Critics argue that CEDAW has displayed only selective concern for women. During its last periodic review of Nicaragua in 2001, CEDAW expressed concern about the custom of “sexual abuse of young girls by older men.” But Wendy Wright, president of Concerned Women for America, said that CEDAW’s intervention last week “contrasts sharply with their utter silence about a widely known case of child sexual abuse by a powerful politician.” Wright said their failure to help seek justice for Zoilamerica Narvaez, who maintains that her stepfather, Sandinista leader and national legislator Daniel Ortega, abused her from the time she was 11 years old, “shows that CEDAW would rather use its influence to push abortion and criticize religion than to help women.” One CEDAW committee member told the Friday Fax that the committee never addressed the case.

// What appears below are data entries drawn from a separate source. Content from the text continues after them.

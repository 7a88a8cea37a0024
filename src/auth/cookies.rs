use axum::http::{header, HeaderMap};

use crate::config::Config;

pub const ACCESS_COOKIE: &str = "accessToken";
pub const REFRESH_COOKIE: &str = "refreshToken";

fn cookie(name: &str, value: &str, max_age_secs: i64, secure: bool) -> String {
    let secure = if secure { "; Secure" } else { "" };
    format!(
        "{}={}; HttpOnly{}; SameSite=Strict; Path=/; Max-Age={}",
        name, value, secure, max_age_secs
    )
}

pub fn access_cookie(token: &str, config: &Config) -> String {
    cookie(
        ACCESS_COOKIE,
        token,
        config.auth.access_token_minutes * 60,
        config.auth.secure_cookies,
    )
}

pub fn refresh_cookie(token: &str, config: &Config) -> String {
    cookie(
        REFRESH_COOKIE,
        token,
        config.auth.refresh_token_days * 24 * 3600,
        config.auth.secure_cookies,
    )
}

pub fn clear_access_cookie(config: &Config) -> String {
    cookie(ACCESS_COOKIE, "", 0, config.auth.secure_cookies)
}

pub fn clear_refresh_cookie(config: &Config) -> String {
    cookie(REFRESH_COOKIE, "", 0, config.auth.secure_cookies)
}

pub fn get_cookie_value<'a>(headers: &'a HeaderMap, name: &str) -> Option<&'a str> {
    headers
        .get_all(header::COOKIE)
        .iter()
        .filter_map(|v| v.to_str().ok())
        .flat_map(|s| s.split(';'))
        .map(|s| s.trim())
        .find_map(|cookie| {
            let mut split = cookie.splitn(2, '=');
            let key = split.next()?.trim();
            let val = split.next()?.trim();
            if key == name && !val.is_empty() {
                Some(val)
            } else {
                None
            }
        })
}
use anyhow::Context;
use async_trait::async_trait;
use reqwest::{header, Client, StatusCode};
use url::Url;

use super::{MediaStore, StagedFile};

/// Object storage reached over HTTP: `PUT {endpoint}/{key}` uploads,
/// `DELETE {endpoint}/{key}` removes. Authenticated with a bearer key.
pub struct HttpMediaStore {
    client: Client,
    endpoint: Url,
    api_key: Option<String>,
    public_base_url: String,
}

impl HttpMediaStore {
    pub fn new(
        endpoint: &str,
        api_key: Option<String>,
        public_base_url: String,
    ) -> anyhow::Result<Self> {
        // A trailing slash makes `join` append instead of replacing the last segment.
        let endpoint = if endpoint.ends_with('/') {
            endpoint.to_string()
        } else {
            format!("{}/", endpoint)
        };
        Ok(Self {
            client: Client::new(),
            endpoint: Url::parse(&endpoint).context("invalid media endpoint")?,
            api_key,
            public_base_url: public_base_url.trim_end_matches('/').to_string(),
        })
    }

    fn object_url(&self, key: &str) -> anyhow::Result<Url> {
        self.endpoint
            .join(key)
            .with_context(|| format!("invalid storage key: {}", key))
    }

    fn authorize(&self, req: reqwest::RequestBuilder) -> reqwest::RequestBuilder {
        match &self.api_key {
            Some(key) => req.bearer_auth(key),
            None => req,
        }
    }
}

#[async_trait]
impl MediaStore for HttpMediaStore {
    async fn put(&self, file: &StagedFile, key: &str) -> anyhow::Result<String> {
        let body = tokio::fs::read(&file.path)
            .await
            .with_context(|| format!("reading staged file {}", file.path.display()))?;

        let req = self
            .client
            .put(self.object_url(key)?)
            .header(header::CONTENT_TYPE, file.content_type.as_str())
            .body(body);

        self.authorize(req)
            .send()
            .await
            .context("media upload request failed")?
            .error_for_status()
            .context("media store rejected upload")?;

        Ok(format!("{}/{}", self.public_base_url, key))
    }

    async fn delete(&self, key: &str) -> anyhow::Result<()> {
        let req = self.client.delete(self.object_url(key)?);
        let response = self
            .authorize(req)
            .send()
            .await
            .context("media delete request failed")?;

        if response.status() == StatusCode::NOT_FOUND {
            return Ok(());
        }
        response
            .error_for_status()
            .context("media store rejected delete")?;
        Ok(())
    }
}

Although Narvaez won her case in the Inter-American Court of Human Rights, Nicaragua has failed to give her remedy. Alejandro Bendana, Nicaragua’s UN ambassador during the Ortega dictatorship in the 1980s, says that the Nicaraguan courts' ignoring the Narvaez case is, “probably the most convincing evidence of Ortega’s lock on the party, including its women’s movement.” Wright also addressed feminist reluctance to criticize Ortega, asking, “Have they ignored Zoilamerica’s case because it accuses a dictator with whom radical feminists are ideologically aligned?” Ortega may soon lead the government that is supposed to give Narvaez remedy. The former dictator is ahead in the presidential polls. The vote is on Sunday.